Last week, the FTC settled allegations that data broker Spokeo, Inc. failed to comply with the Fair Credit Reporting Act (FCRA) and posted deceptive endorsements about its services on websites and blogs. Spokeo agreed to pay $800,000 in civil penalties and to abide by FCRA to settle the FCRA charges. It also agreed not to misrepresent the status of any user or endorser of its services and to disclose any “material connection” with a user or endorser.
The FTC touted this enforcement action as “the first Commission case to address the sale of Internet and social media data in the employment screening context,” and commented on the action in a series of three posts on the Bureau of Consumer Protection Business Center blog (here, here, and here) -- underlining the importance of the matter. From our perspective, there are two key takeaways: (1) FCRA applies broadly -- just because you think you’re not like a traditional credit reporting agency doesn’t mean you’re not covered; and (2) don’t have employees or others post comments about your services on other websites unless they are honest about who they are and they disclose their connection with the company.
FCRA regulates the distribution, use, and collection of information for “consumer reports.” (The FTC’s FCRA page is a good starting point for understanding FCRA’s requirements.) A critical question in determining what is a “consumer report” is whether the information in the report “is used or expected to be used or collected in whole or in part for the purpose of serving as a factor in establishing the consumer’s eligibility for” credit or insurance, employment, or for other authorized purposes. This is a fact-specific inquiry: Is the information actually used for one of the listed purposes? Is it the type of information that could be used for one of those purposes? Was it collected with the intent that it be used for one of those purposes? In the Spokeo case, the FTC alleged that Spokeo marketed and sold its services to human resources and recruiting professionals as a resource for making employment-related decisions. Spokeo apparently tried to get itself out from under FCRA by changing its terms of service about how its services could be used. But, it couldn’t turn back the clock -- at least not until it ensured that its customers were not using its services for covered purposes.
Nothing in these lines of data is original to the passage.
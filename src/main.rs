//! This crate simulates the transmission of line-coded or carrier-modulated packets over a lossy
//! channel, reporting packet error statistics across a sweep of noise levels. Simulation
//! parameters are specified on the command line, and simulation results are saved to a JSON file.
//!
//! Build the executable with `cargo build --release` and then run `./target/release/commsim -h`
//! for help on the command-line interface.

#![warn(
    clippy::complexity,
    clippy::pedantic,
    clippy::perf,
    clippy::style,
    clippy::suspicious,
    missing_copy_implementations,
    missing_debug_implementations,
    missing_docs,
    trivial_casts,
    trivial_numeric_casts,
    unused_allocation,
    unused_import_braces,
    unused_qualifications
)]

use anyhow::Result;
use clap::parser::ValueSource;
use clap::{crate_name, crate_version, value_parser, Arg, ArgMatches, Command};
use commsim::sim::{run_channel_sims, Scheme, SimParams};
use commsim::{ChannelParams, EncodingKind, MediumKind, ModulationKind};
use std::time::Instant;

/// Main function
fn main() -> Result<()> {
    let timer = Instant::now();
    let matches = command_line_parser().get_matches();
    let json_filename = &json_filename_from_matches(&matches);
    run_channel_sims(&all_sim_params(&matches), json_filename)?;
    eprintln!("Elapsed time: {:.3?}", timer.elapsed());
    Ok(())
}

/// Returns command line parser.
fn command_line_parser() -> Command {
    Command::new(crate_name!())
        .version(crate_version!())
        .about("Simulates line-coded and carrier-modulated packets over a lossy channel")
        .arg(num_bits())
        .arg(scheme_name())
        .arg(medium_name())
        .arg(distance())
        .arg(attenuation())
        .arg(first_noise_level())
        .arg(noise_level_step())
        .arg(num_noise_levels())
        .arg(distortion())
        .arg(bit_duration())
        .arg(sample_rate())
        .arg(num_packets())
        .arg(speed_factor())
        .arg(delta_time())
        .arg(seed())
        .arg(json_filename())
}

/// Returns argument for number of bits per packet.
fn num_bits() -> Arg {
    Arg::new("num_bits")
        .short('i')
        .value_parser(value_parser!(u32))
        .default_value("8")
        .help("Number of bits per packet")
}

/// Returns argument for transmit scheme name.
fn scheme_name() -> Arg {
    Arg::new("scheme_name")
        .short('w')
        .value_parser([
            "NRZ",
            "Manchester",
            "DiffManchester",
            "ASK",
            "FSK",
            "PSK",
            "QAM",
        ])
        .default_value("NRZ")
        .help("Transmit scheme name")
}

/// Returns argument for transmission medium name.
fn medium_name() -> Arg {
    Arg::new("medium_name")
        .short('u')
        .value_parser(["coaxial", "twisted-pair", "optical-fiber", "wireless"])
        .default_value("coaxial")
        .help("Transmission medium name")
}

/// Returns argument for link distance (m).
fn distance() -> Arg {
    Arg::new("distance")
        .short('d')
        .value_parser(value_parser!(f64))
        .default_value("100.0")
        .help("Link distance (m)")
}

/// Returns argument for attenuation (dB/km).
fn attenuation() -> Arg {
    Arg::new("attenuation")
        .short('a')
        .value_parser(value_parser!(f64))
        .help("Attenuation (dB/km); defaults to the medium's typical value")
}

/// Returns argument for first noise level.
fn first_noise_level() -> Arg {
    Arg::new("first_noise_level")
        .short('r')
        .value_parser(value_parser!(f64))
        .default_value("0.1")
        .help("First noise level")
}

/// Returns argument for noise level step.
fn noise_level_step() -> Arg {
    Arg::new("noise_level_step")
        .short('p')
        .value_parser(value_parser!(f64))
        .allow_negative_numbers(true)
        .default_value("0.1")
        .help("Noise level step")
}

/// Returns argument for number of noise levels.
fn num_noise_levels() -> Arg {
    Arg::new("num_noise_levels")
        .short('s')
        .value_parser(value_parser!(u32))
        .default_value("4")
        .help("Number of noise levels")
}

/// Returns argument for distortion level.
fn distortion() -> Arg {
    Arg::new("distortion")
        .short('t')
        .value_parser(value_parser!(f64))
        .default_value("0.1")
        .help("Distortion level")
}

/// Returns argument for signaling interval per bit (s).
fn bit_duration() -> Arg {
    Arg::new("bit_duration")
        .short('l')
        .value_parser(value_parser!(f64))
        .default_value("1.0")
        .help("Signaling interval per bit (s)")
}

/// Returns argument for sampling rate (Hz).
fn sample_rate() -> Arg {
    Arg::new("sample_rate")
        .short('q')
        .value_parser(value_parser!(f64))
        .default_value("1000.0")
        .help("Sampling rate (Hz)")
}

/// Returns argument for number of packets to be transmitted.
fn num_packets() -> Arg {
    Arg::new("num_packets")
        .short('b')
        .value_parser(value_parser!(u32))
        .default_value("100")
        .help("Number of packets to be transmitted")
}

/// Returns argument for propagation speed factor.
fn speed_factor() -> Arg {
    Arg::new("speed_factor")
        .short('g')
        .value_parser(value_parser!(f64))
        .default_value("1.0")
        .help("Propagation speed factor")
}

/// Returns argument for simulation step size (s).
fn delta_time() -> Arg {
    Arg::new("delta_time")
        .short('x')
        .value_parser(value_parser!(f64))
        .default_value("0.016")
        .help("Simulation step size (s)")
}

/// Returns argument for random number generator seed.
fn seed() -> Arg {
    Arg::new("seed")
        .short('z')
        .value_parser(value_parser!(u64))
        .default_value("0")
        .help("Random number generator seed")
}

/// Returns argument for name of JSON file to which results must be saved.
fn json_filename() -> Arg {
    Arg::new("json_filename")
        .short('f')
        .default_value("results.json")
        .help("Name of JSON file to which results must be saved")
}

/// Returns simulation parameters based on command-line arguments.
fn all_sim_params(matches: &ArgMatches) -> Vec<SimParams> {
    let medium = medium_from_matches(matches);
    let mut channel = ChannelParams::defaults_for(medium);
    channel.distance = *matches.get_one("distance").unwrap();
    channel.distortion = *matches.get_one("distortion").unwrap();
    if let Some(ValueSource::CommandLine) = matches.value_source("attenuation") {
        channel.attenuation = *matches.get_one("attenuation").unwrap();
    }
    let seed: u64 = *matches.get_one("seed").unwrap();
    // OK to unwrap: All command-line arguments have default values, so an error cannot occur
    // in any of the associated functions called above.
    all_noise_levels_from_matches(matches)
        .into_iter()
        .enumerate()
        .map(|(idx, noise_level)| SimParams {
            scheme: scheme_from_matches(matches),
            num_bits: *matches.get_one("num_bits").unwrap(),
            bit_duration: *matches.get_one("bit_duration").unwrap(),
            sample_rate: *matches.get_one("sample_rate").unwrap(),
            channel: ChannelParams {
                noise_level,
                ..channel
            },
            speed_factor: *matches.get_one("speed_factor").unwrap(),
            delta_time: *matches.get_one("delta_time").unwrap(),
            num_packets: *matches.get_one("num_packets").unwrap(),
            seed: seed.wrapping_add(idx as u64),
        })
        .collect()
}

/// Returns transmit scheme.
fn scheme_from_matches(matches: &ArgMatches) -> Scheme {
    match matches.get_one::<String>("scheme_name").unwrap().as_str() {
        "NRZ" => Scheme::Line(EncodingKind::Nrz),
        "Manchester" => Scheme::Line(EncodingKind::Manchester),
        "DiffManchester" => Scheme::Line(EncodingKind::DifferentialManchester),
        "ASK" => Scheme::Carrier(ModulationKind::Ask),
        "FSK" => Scheme::Carrier(ModulationKind::Fsk),
        "PSK" => Scheme::Carrier(ModulationKind::Psk),
        "QAM" => Scheme::Carrier(ModulationKind::Qam),
        _ => panic!("Invalid transmit scheme name"),
    }
}

/// Returns transmission medium.
fn medium_from_matches(matches: &ArgMatches) -> MediumKind {
    match matches.get_one::<String>("medium_name").unwrap().as_str() {
        "coaxial" => MediumKind::Coaxial,
        "twisted-pair" => MediumKind::TwistedPair,
        "optical-fiber" => MediumKind::OpticalFiber,
        "wireless" => MediumKind::Wireless,
        _ => panic!("Invalid transmission medium name"),
    }
}

/// Returns all noise level values.
fn all_noise_levels_from_matches(matches: &ArgMatches) -> Vec<f64> {
    let first_noise_level: f64 = *matches.get_one("first_noise_level").unwrap();
    let noise_level_step: f64 = *matches.get_one("noise_level_step").unwrap();
    let num_noise_levels: u32 = *matches.get_one("num_noise_levels").unwrap();
    (0 .. num_noise_levels)
        .map(|n| first_noise_level + noise_level_step * f64::from(n))
        .collect()
}

/// Returns name of JSON file to which simulation results must be saved.
fn json_filename_from_matches(matches: &ArgMatches) -> String {
    matches
        .get_one::<String>("json_filename")
        .unwrap()
        .to_string()
}

#[cfg(test)]
mod tests {
    use super::*;

    fn command_line_for_test() -> Vec<&'static str> {
        vec![
            crate_name!(),
            "-i",
            "16",
            "-w",
            "PSK",
            "-u",
            "twisted-pair",
            "-d",
            "80.0",
            "-a",
            "40.0",
            "-r",
            "0.1",
            "-p",
            "0.2",
            "-s",
            "3",
            "-t",
            "0.05",
            "-l",
            "0.5",
            "-q",
            "200.0",
            "-b",
            "50",
            "-g",
            "2.0",
            "-x",
            "0.5",
            "-z",
            "9",
            "-f",
            "results.json",
        ]
    }

    #[test]
    fn test_command_line_parser() {
        assert!(command_line_parser()
            .try_get_matches_from(command_line_for_test())
            .is_ok());
    }

    #[test]
    #[allow(clippy::float_cmp)]
    fn test_all_sim_params() {
        let matches = command_line_parser().get_matches_from(command_line_for_test());
        let all_params = all_sim_params(&matches);
        let all_noise_levels = [0.1, 0.30000000000000004, 0.5];
        assert_eq!(all_params.len(), 3);
        for (idx, &params) in all_params.iter().enumerate() {
            assert_eq!(params.scheme, Scheme::Carrier(ModulationKind::Psk));
            assert_eq!(params.num_bits, 16);
            assert_eq!(params.bit_duration, 0.5);
            assert_eq!(params.sample_rate, 200.0);
            assert_eq!(params.channel.medium, MediumKind::TwistedPair);
            assert_eq!(params.channel.distance, 80.0);
            assert_eq!(params.channel.attenuation, 40.0);
            assert_eq!(params.channel.noise_level, all_noise_levels[idx]);
            assert_eq!(params.channel.distortion, 0.05);
            assert_eq!(params.num_packets, 50);
            assert_eq!(params.speed_factor, 2.0);
            assert_eq!(params.delta_time, 0.5);
            assert_eq!(params.seed, 9 + idx as u64);
        }
    }

    #[test]
    fn test_all_sim_params_default_attenuation() {
        let matches =
            command_line_parser().get_matches_from(vec![crate_name!(), "-u", "optical-fiber"]);
        let all_params = all_sim_params(&matches);
        // The medium's typical attenuation applies when none is given
        assert!((all_params[0].channel.attenuation - 0.2).abs() < 1e-12);
    }
}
The FTC also alleged that Spokeo employees drafted and posted positive comments about Spokeo using account names that would lead readers to believe that they were being posted by independent consumers or business customers. If true, these allegations are actionable on at least two FTC Act grounds: First, making a false statement by misrepresenting who the commenter is (i.e., an employee of the company, not an ordinary consumer or business customer). Second, violating the FTC’s Endorsement Guidelines by failing to disclose a material connection between the endorser and the company (i.e., that the endorser is employed by the company; see Example 8 in 16 C.F.R. § 255.5). This rule applies in other contexts as well. A “material connection” which must be disclosed is any “connection between the endorser and the seller of the advertised product that might materially affect the weight or credibility of the endorsement (i.e., the connection is not reasonably expected by the audience).”
In general, data brokers are currently a key enforcement priority for the FTC. The Spokeo settlement may be a harbinger of forthcoming FTC actions to more aggressively enforce the FCRA in the on-line context.